On strictly constitutional grounds, yeah, he won the election. But Trump's political legitimacy is highly dubious.

What makes this such a fraught debate, aside from the anger aroused in the election’s winner’s supporters as a result of some calling him illegitimate, is the nebulous nature of the charge and the way it has been thrown at Trump’s predecessors. In President Barack Obama’s case, for instance, conservatives liked to toss around the “illegitimate” charge by claiming he was not born in America or that ACORN had stuffed the ballot boxes — or some other nutty conspiracy theory. Such accusations are what Orin Kerr has called “a broader rhetorical strategy of delegitimizing those on the other side that has found a lot of currency on the political right since Obama was elected.”

In short, labeling a president “illegitimate” has become a little like calling all the news you don’t like “fake news.” You may not like a particular story on CNN, but that does not make it phony. So to call Trump illegitimate and not sound like the mirror image of the right-wing echo chamber, liberals need to make the distinction between political and legal legitimacy.

In legal terms, as defined under our Constitution, Trump is about to become the legitimate president. He won the majority of votes in the Electoral College, at which point the ball game was over. We can yell all we want about some of the factors beyond the control of Hillary Clinton’s campaign that went into Trump’s snagging some of these states’ votes. We can be angry about voter suppression laws that helped Trump win in some of those states that may still be judged unconstitutional by the Supreme Court in the near future, for example. Or we can complain that Clinton was hurt by misinformation allegedly injected into the public sphere by a Russian propaganda campaign that influenced people to pull the lever for Trump.

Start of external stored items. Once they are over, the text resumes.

//! Main configuration module for hotchain

use crate::error::{ConfigError, ConfigResult};
use hotchain_crypto::{PrivateKey, PublicKey};
use serde::{Deserialize, Serialize};
use std::collections::HashSet;
use std::path::{Path, PathBuf};
use std::time::Duration;
use tracing::{debug, info};

/// Main configuration struct containing all hotchain settings.
#[derive(Debug, Clone, Serialize, Deserialize, Default)]
pub struct Config {
    /// Chain and node identity
    #[serde(default)]
    pub chain: ChainConfig,

    /// Consensus parameters
    #[serde(default)]
    pub consensus: ConsensusConfig,

    /// Governance defaults for the static governance provider
    #[serde(default)]
    pub governance: GovernanceConfig,

    /// Execution snapshot parameters
    #[serde(default)]
    pub snapshot: SnapshotConfig,

    /// Logging configuration
    #[serde(default)]
    pub logging: LoggingConfig,

    /// In-process devnet shape
    #[serde(default)]
    pub devnet: DevnetConfig,

    /// Initial validator set, in index order
    #[serde(default)]
    pub validators: Vec<ValidatorEntry>,
}

impl Config {
    /// Load configuration from a TOML file and validate it.
    pub fn load(path: &Path) -> ConfigResult<Self> {
        info!("Loading configuration from {:?}", path);

        let content = std::fs::read_to_string(path).map_err(|e| ConfigError::FileRead {
            path: path.to_path_buf(),
            source: e,
        })?;

        let config: Config = toml::from_str(&content)?;

        debug!("Configuration parsed successfully, validating...");
        config.validate()?;

        info!(
            chain_id = %config.chain.chain_id,
            node_id = %config.chain.node_id,
            validators = config.validators.len(),
            "Configuration loaded"
        );

        Ok(config)
    }

    /// Parse and validate configuration from a TOML string.
    pub fn from_toml_str(content: &str) -> ConfigResult<Self> {
        let config: Config = toml::from_str(content)?;
        config.validate()?;
        Ok(config)
    }

    /// Validate every section.
    pub fn validate(&self) -> ConfigResult<()> {
        self.chain.validate()?;
        self.consensus.validate()?;
        self.snapshot.validate()?;
        self.logging.validate()?;
        self.devnet.validate()?;

        let mut seen = HashSet::new();
        for validator in &self.validators {
            validator.validate()?;
            if !seen.insert(validator.node_id.as_str()) {
                return Err(ConfigError::DuplicateValidator(validator.node_id.clone()));
            }
        }

        debug!("Configuration validation passed");
        Ok(())
    }

    /// Save configuration to a TOML file.
    pub fn save(&self, path: &Path) -> ConfigResult<()> {
        let content = toml::to_string_pretty(self)?;
        std::fs::write(path, content).map_err(|e| ConfigError::FileWrite {
            path: path.to_path_buf(),
            source: e,
        })
    }
}

// =============================================================================
// Chain Configuration
// =============================================================================

/// Chain and local node identity.
#[derive(Debug, Clone, Serialize, Deserialize)]
pub struct ChainConfig {
    /// Chain identifier
    pub chain_id: String,

    /// Local node id
    pub node_id: String,

    /// Organisation the local member belongs to
    pub org_id: String,
}

impl ChainConfig {
    /// Reject an empty chain id.
    pub fn validate(&self) -> ConfigResult<()> {
        if self.chain_id.trim().is_empty() {
            return Err(ConfigError::InvalidChainId);
        }
        Ok(())
    }
}

impl Default for ChainConfig {
    fn default() -> Self {
        Self {
            chain_id: "chain1".to_string(),
            node_id: "node0".to_string(),
            org_id: "org1".to_string(),
        }
    }
}

// =============================================================================
// Consensus Configuration
// =============================================================================

/// How the proposer for (height, level) is chosen.
#[derive(Debug, Clone, Copy, Default, PartialEq, Eq, Serialize, Deserialize)]
#[serde(rename_all = "snake_case")]
pub enum ProposerSelectionMode {
    /// `level % n`
    #[default]
    RoundRobin,
    /// Seeded shuffle keyed by (epoch, height, level)
    Shuffled,
}

/// Chained-HotStuff consensus parameters.
#[derive(Debug, Clone, Serialize, Deserialize)]
pub struct ConsensusConfig {
    /// Base round timeout (milliseconds)
    pub base_timeout_ms: u64,

    /// Extra timeout per consecutive failed level (milliseconds)
    pub timeout_delta_ms: u64,

    /// Upper bound on any round timeout (milliseconds)
    pub max_timeout_ms: u64,

    /// Capacity of each inbound consensus channel
    pub channel_capacity: usize,

    /// Proposer election scheme
    #[serde(default)]
    pub proposer_selection: ProposerSelectionMode,

    /// Committed heights kept in the chain store cache
    pub chain_store_retention: u64,

    /// Maximum blocks returned per fetch response
    pub fetch_batch_size: u32,

    /// Write-ahead log settings
    #[serde(default)]
    pub wal: WalSection,
}

impl ConsensusConfig {
    /// Check timeouts and sizes.
    pub fn validate(&self) -> ConfigResult<()> {
        if self.base_timeout_ms == 0 {
            return Err(ConfigError::InvalidTimeout {
                name: "base_timeout_ms",
                value: self.base_timeout_ms,
            });
        }
        if self.max_timeout_ms < self.base_timeout_ms {
            return Err(ConfigError::InvalidTimeout {
                name: "max_timeout_ms",
                value: self.max_timeout_ms,
            });
        }
        if self.channel_capacity == 0 {
            return Err(ConfigError::ZeroSize {
                name: "channel_capacity",
            });
        }
        if self.fetch_batch_size == 0 {
            return Err(ConfigError::ZeroSize {
                name: "fetch_batch_size",
            });
        }
        Ok(())
    }

    /// Base round timeout.
    pub fn base_timeout(&self) -> Duration {
        Duration::from_millis(self.base_timeout_ms)
    }

    /// Per-level backoff delta.
    pub fn timeout_delta(&self) -> Duration {
        Duration::from_millis(self.timeout_delta_ms)
    }

    /// Timeout cap.
    pub fn max_timeout(&self) -> Duration {
        Duration::from_millis(self.max_timeout_ms)
    }
}

impl Default for ConsensusConfig {
    fn default() -> Self {
        Self {
            base_timeout_ms: 2000,
            timeout_delta_ms: 500,
            max_timeout_ms: 30_000,
            channel_capacity: 1024,
            proposer_selection: ProposerSelectionMode::RoundRobin,
            chain_store_retention: 16,
            fetch_batch_size: 16,
            wal: WalSection::default(),
        }
    }
}

/// Write-ahead log location and durability.
#[derive(Debug, Clone, Serialize, Deserialize)]
pub struct WalSection {
    /// Directory holding `consensus.wal`
    pub dir: PathBuf,

    /// fsync after every entry
    pub sync_on_write: bool,
}

impl Default for WalSection {
    fn default() -> Self {
        Self {
            dir: PathBuf::from("./data/wal"),
            sync_on_write: true,
        }
    }
}

// =============================================================================
// Governance Configuration
// =============================================================================

/// Parameters for the static governance provider.
#[derive(Debug, Clone, Default, Serialize, Deserialize)]
pub struct GovernanceConfig {
    /// Blocks per epoch; 0 keeps a single epoch forever
    #[serde(default)]
    pub epoch_length: u64,

    /// Quorum floor; 0 derives it from the validator count
    #[serde(default)]
    pub min_quorum: u32,
}

// =============================================================================
// Snapshot Configuration
// =============================================================================

/// Execution snapshot parameters.
#[derive(Debug, Clone, Serialize, Deserialize)]
pub struct SnapshotConfig {
    /// Snapshots trailing the committed height by more than this are evicted
    pub gc_horizon: u64,

    /// Blocks below this version record reads even from failed VM runs
    pub legacy_read_version_threshold: u32,
}

impl SnapshotConfig {
    /// Reject a zero horizon.
    pub fn validate(&self) -> ConfigResult<()> {
        if self.gc_horizon == 0 {
            return Err(ConfigError::ZeroSize { name: "gc_horizon" });
        }
        Ok(())
    }
}

impl Default for SnapshotConfig {
    fn default() -> Self {
        Self {
            gc_horizon: 8,
            legacy_read_version_threshold: 2201,
        }
    }
}

// =============================================================================
// Logging Configuration
// =============================================================================

/// Logging configuration.
#[derive(Debug, Clone, Serialize, Deserialize)]
pub struct LoggingConfig {
    /// Log level (trace, debug, info, warn, error)
    pub level: String,

    /// Log format (text, json, compact)
    pub format: String,
}

impl LoggingConfig {
    /// Check level and format names.
    pub fn validate(&self) -> ConfigResult<()> {
        let valid_levels = ["trace", "debug", "info", "warn", "error"];
        if !valid_levels.contains(&self.level.to_lowercase().as_str()) {
            return Err(ConfigError::InvalidLogLevel(self.level.clone()));
        }

        let valid_formats = ["text", "json", "compact"];
        if !valid_formats.contains(&self.format.to_lowercase().as_str()) {
            return Err(ConfigError::InvalidLogFormat(self.format.clone()));
        }

        Ok(())
    }
}

impl Default for LoggingConfig {
    fn default() -> Self {
        Self {
            level: "info".to_string(),
            format: "text".to_string(),
        }
    }
}

// =============================================================================
// Devnet Configuration
// =============================================================================

/// Shape of the in-process devnet started by `hotchain start`.
#[derive(Debug, Clone, Serialize, Deserialize)]
pub struct DevnetConfig {
    /// Validators to run when `[[validators]]` is empty
    pub validator_count: usize,

    /// Synthetic transactions per proposed block
    pub txs_per_block: usize,

    /// Stop after this height; 0 runs until Ctrl-C
    #[serde(default)]
    pub stop_height: u64,
}

impl DevnetConfig {
    /// Require at least one validator.
    pub fn validate(&self) -> ConfigResult<()> {
        if self.validator_count == 0 {
            return Err(ConfigError::ZeroSize {
                name: "validator_count",
            });
        }
        Ok(())
    }
}

impl Default for DevnetConfig {
    fn default() -> Self {
        Self {
            validator_count: 4,
            txs_per_block: 4,
            stop_height: 0,
        }
    }
}

// =============================================================================
// Validators
// =============================================================================

/// One entry of the initial validator set.
#[derive(Debug, Clone, Serialize, Deserialize)]
pub struct ValidatorEntry {
    /// Node id used for message routing
    pub node_id: String,

    /// Organisation of the validator's member identity
    #[serde(default = "default_org")]
    pub org_id: String,

    /// Hex SEC1 public key
    pub public_key: String,

    /// Hex private key, for validators hosted by the in-process devnet
    #[serde(default, skip_serializing_if = "Option::is_none")]
    pub private_key: Option<String>,
}

fn default_org() -> String {
    "org1".to_string()
}

impl ValidatorEntry {
    /// Check that the keys parse and belong together.
    pub fn validate(&self) -> ConfigResult<()> {
        let public_key = self.parsed_public_key()?;
        if let Some(private_key) = self.parsed_private_key()? {
            if private_key.public_key() != public_key {
                return Err(ConfigError::InvalidPrivateKey {
                    node_id: self.node_id.clone(),
                    reason: "does not match public_key".to_string(),
                });
            }
        }
        Ok(())
    }

    /// Parsed public key.
    pub fn parsed_public_key(&self) -> ConfigResult<PublicKey> {
        PublicKey::from_hex(&self.public_key).map_err(|e| ConfigError::InvalidPubkey {
            node_id: self.node_id.clone(),
            reason: e.to_string(),
        })
    }

    /// Parsed private key, if one is configured.
    pub fn parsed_private_key(&self) -> ConfigResult<Option<PrivateKey>> {
        self.private_key
            .as_deref()
            .map(|hex| {
                PrivateKey::from_hex(hex).map_err(|e| ConfigError::InvalidPrivateKey {
                    node_id: self.node_id.clone(),
                    reason: e.to_string(),
                })
            })
            .transpose()
    }
}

But in the strictest legal sense, none of that matters. Under the conditions on the ground on Nov. 8 — rules understood by all parties in advance — Trump won the election. There is no constitutional avenue for doing over of the vote, and no court is going to strike down the result and install Clinton into office — even if John Lewis’ reasons for calling Trump illegitimate stem directly from the alleged Russian disinformation campaign.

In terms of his political legitimacy, however, Trump is on shakier ground — partly because this is a vaguer concept, but mostly because a president’s perceived legitimacy stems from a couple of different sources.